> _Problem statement_
Repeat the records. Leave nothing out.

> _Stored data_
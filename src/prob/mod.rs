use nalgebra::*;
use rand::Rng;
use std::fmt::{Debug, Display};

mod multinormal;

pub use multinormal::*;

/// Quantiles of the chi-squared distribution, which map confidence levels
/// to Mahalanobis distance thresholds.
mod chisq;

pub use chisq::*;

/// k-sigma contours of bivariate normals.
mod ellipse;

pub use ellipse::*;

/// Trait shared by continuous multivariate distributions which are summarized
/// by a location vector and a dispersion matrix, and which can be sampled from.
/// Samples of dimension p are represented as p-dimensional column vectors
/// when drawn one at a time, and over the rows of a n x p matrix when drawn
/// in batches.
///
/// Sampling never touches global random state: the caller owns the random
/// generator and lends it to each draw, so seeding the generator fully determines
/// the sequence of samples.
pub trait Multivariate
    where Self : Debug + Display
{

    /// Returns the expected value of the distribution.
    fn mean(&self) -> &DVector<f64>;

    /// Returns the covariance matrix of the distribution.
    fn cov(&self) -> &DMatrix<f64>;

    fn dim(&self) -> usize {
        self.mean().nrows()
    }

    /// Draws a single realization.
    fn draw<R>(&self, rng : &mut R) -> DVector<f64>
        where R : Rng + ?Sized;

    /// Draws n independent realizations, arranged over the rows of the output.
    fn sample<R>(&self, rng : &mut R, n : usize) -> DMatrix<f64>
        where R : Rng + ?Sized
    {
        let mut dst = DMatrix::zeros(n, self.dim());
        for mut row in dst.row_iter_mut() {
            let s = self.draw(rng);
            row.copy_from(&s.transpose());
        }
        dst
    }

}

> _Response to the task_
filename src/prob/mod.rs
use nalgebra::*;
use rand::Rng;
use std::fmt::{Debug, Display};

mod multinormal;

pub use multinormal::*;

/// Quantiles of the chi-squared distribution, which map confidence levels
/// to Mahalanobis distance thresholds.
mod chisq;

pub use chisq::*;

/// k-sigma contours of bivariate normals.
mod ellipse;

pub use ellipse::*;

/// Trait shared by continuous multivariate distributions which are summarized
/// by a location vector and a dispersion matrix, and which can be sampled from.
/// Samples of dimension p are represented as p-dimensional column vectors
/// when drawn one at a time, and over the rows of a n x p matrix when drawn
/// in batches.
///
/// Sampling never touches global random state: the caller owns the random
/// generator and lends it to each draw, so seeding the generator fully determines
/// the sequence of samples.
pub trait Multivariate
    where Self : Debug + Display
{

    /// Returns the expected value of the distribution.
    fn mean(&self) -> &DVector<f64>;

    /// Returns the covariance matrix of the distribution.
    fn cov(&self) -> &DMatrix<f64>;

    fn dim(&self) -> usize {
        self.mean().nrows()
    }

    /// Draws a single realization.
    fn draw<R>(&self, rng : &mut R) -> DVector<f64>
        where R : Rng + ?Sized;

    /// Draws n independent realizations, arranged over the rows of the output.
    fn sample<R>(&self, rng : &mut R, n : usize) -> DMatrix<f64>
        where R : Rng + ?Sized
    {
        let mut dst = DMatrix::zeros(n, self.dim());
        for mut row in dst.row_iter_mut() {
            let s = self.draw(rng);
            row.copy_from(&s.transpose());
        }
        dst
    }

}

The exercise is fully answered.